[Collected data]
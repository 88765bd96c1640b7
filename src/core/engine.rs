//! Sign-in/out state transition and credit calculation.

use crate::core::session::{MemberKey, SessionTable};
use crate::models::sign::SignDirection;
use chrono::{DateTime, Duration, Local};

/// Record a sign event for `key` at the current time.
pub fn sign(key: MemberKey, table: &mut SessionTable, required: Duration) -> SignDirection {
    sign_at(key, table, required, Local::now())
}

/// Record a sign event for `key` at `now`.
///
/// Appends `now` to the member's history and toggles their presence. When
/// the event closes a visit, the visit length is added to the running total
/// and credit is recomputed as `total >= required`. Opening a visit leaves
/// total and credit untouched.
pub fn sign_at(
    key: MemberKey,
    table: &mut SessionTable,
    required: Duration,
    now: DateTime<Local>,
) -> SignDirection {
    let record = table.record_mut(key);

    let opened_at = record.times.last().copied();
    record.times.push(now);

    let (presence, direction) = record.presence.toggle();
    record.presence = presence;

    if direction.is_out()
        && let Some(start) = opened_at
    {
        // clock adjustments can make the visit negative; count those as zero
        let visit = (now - start).max(Duration::zero());
        record.total += visit;
        record.credit = record.total >= required;
    }

    direction
}
use crate::config::Config;
use crate::core::attendance::AttendanceSession;
use crate::core::shell::Shell;
use crate::errors::AppResult;
use crate::ui::messages::{info, success, warning};
use std::io;

/// Handle the `start` command: one attendance session on stdin/stdout.
pub fn handle(cfg: &Config) -> AppResult<()> {
    let session = AttendanceSession::start(cfg.clone())?;

    let stdin = io::stdin();
    let summary = Shell::new(stdin.lock(), io::stdout()).run(session)?;

    success(format!("Session '{}' saved", summary.column));
    info(format!("Session table : {}", summary.table_path.display()));
    info(format!("Ledger        : {}", summary.ledger_path.display()));
    info(format!("Log           : {}", summary.log_path.display()));
    info(format!("{} member(s) earned credit", summary.credited));

    if !summary.still_signed_in.is_empty() {
        let names: Vec<&str> = summary
            .still_signed_in
            .iter()
            .map(|m| m.full_name.as_str())
            .collect();
        warning(format!("Still signed in at shutdown: {}", names.join(", ")));
    }

    Ok(())
}
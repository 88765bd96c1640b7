// src/export/mod.rs

mod fs_utils;
mod json_csv;
pub mod logic;
mod model;
mod pdf;
mod pdf_export;
pub mod range;
mod xlsx;

pub use logic::ExportLogic;
pub use model::MemberCreditExport;

use crate::ui::messages::success;
use clap::ValueEnum;
use std::path::Path;

/// Shared completion message for every export format.
pub(crate) fn notify_export_success(label: &str, path: &Path) {
    success(format!("{label} export completed: {}", path.display()));
}

#[derive(Clone, Debug, ValueEnum)]
pub enum ExportFormat {
    Csv,
    Json,
    Xlsx,
    Pdf,
}

impl ExportFormat {
    pub fn as_str(&self) -> &'static str {
        match self {
            ExportFormat::Csv => "csv",
            ExportFormat::Json => "json",
            ExportFormat::Xlsx => "xlsx",
            ExportFormat::Pdf => "pdf",
        }
    }
}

### GOAL OF THE EXERCISE
Copy the data once more. Leave nothing out.

### RESULT OF THE TASK
repository 88765bd96c1640b7
filename src/core/engine.rs
//! Sign-in/out state transition and credit calculation.

use crate::core::session::{MemberKey, SessionTable};
use crate::models::sign::SignDirection;
use chrono::{DateTime, Duration, Local};

/// Record a sign event for `key` at the current time.
pub fn sign(key: MemberKey, table: &mut SessionTable, required: Duration) -> SignDirection {
    sign_at(key, table, required, Local::now())
}

/// Record a sign event for `key` at `now`.
///
/// Appends `now` to the member's history and toggles their presence. When
/// the event closes a visit, the visit length is added to the running total
/// and credit is recomputed as `total >= required`. Opening a visit leaves
/// total and credit untouched.
pub fn sign_at(
    key: MemberKey,
    table: &mut SessionTable,
    required: Duration,
    now: DateTime<Local>,
) -> SignDirection {
    let record = table.record_mut(key);

    let opened_at = record.times.last().copied();
    record.times.push(now);

    let (presence, direction) = record.presence.toggle();
    record.presence = presence;

    if direction.is_out()
        && let Some(start) = opened_at
    {
        // clock adjustments can make the visit negative; count those as zero
        let visit = (now - start).max(Duration::zero());
        record.total += visit;
        record.credit = record.total >= required;
    }

    direction
}
use crate::config::Config;
use crate::core::attendance::AttendanceSession;
use crate::core::shell::Shell;
use crate::errors::AppResult;
use crate::ui::messages::{info, success, warning};
use std::io;

/// Handle the `start` command: one attendance session on stdin/stdout.
pub fn handle(cfg: &Config) -> AppResult<()> {
    let session = AttendanceSession::start(cfg.clone())?;

    let stdin = io::stdin();
    let summary = Shell::new(stdin.lock(), io::stdout()).run(session)?;

    success(format!("Session '{}' saved", summary.column));
    info(format!("Session table : {}", summary.table_path.display()));
    info(format!("Ledger        : {}", summary.ledger_path.display()));
    info(format!("Log           : {}", summary.log_path.display()));
    info(format!("{} member(s) earned credit", summary.credited));

    if !summary.still_signed_in.is_empty() {
        let names: Vec<&str> = summary
            .still_signed_in
            .iter()
            .map(|m| m.full_name.as_str())
            .collect();
        warning(format!("Still signed in at shutdown: {}", names.join(", ")));
    }

    Ok(())
}
repository 88765bd96c1640b7
// src/export/mod.rs

mod fs_utils;
mod json_csv;
pub mod logic;
mod model;
mod pdf;
mod pdf_export;
pub mod range;
mod xlsx;

pub use logic::ExportLogic;
pub use model::MemberCreditExport;

use crate::ui::messages::success;
use clap::ValueEnum;
use std::path::Path;

/// Shared completion message for every export format.
pub(crate) fn notify_export_success(label: &str, path: &Path) {
    success(format!("{label} export completed: {}", path.display()));
}

#[derive(Clone, Debug, ValueEnum)]
pub enum ExportFormat {
    Csv,
    Json,
    Xlsx,
    Pdf,
}

impl ExportFormat {
    pub fn as_str(&self) -> &'static str {
        match self {
            ExportFormat::Csv => "csv",
            ExportFormat::Json => "json",
            ExportFormat::Xlsx => "xlsx",
            ExportFormat::Pdf => "pdf",
        }
    }
}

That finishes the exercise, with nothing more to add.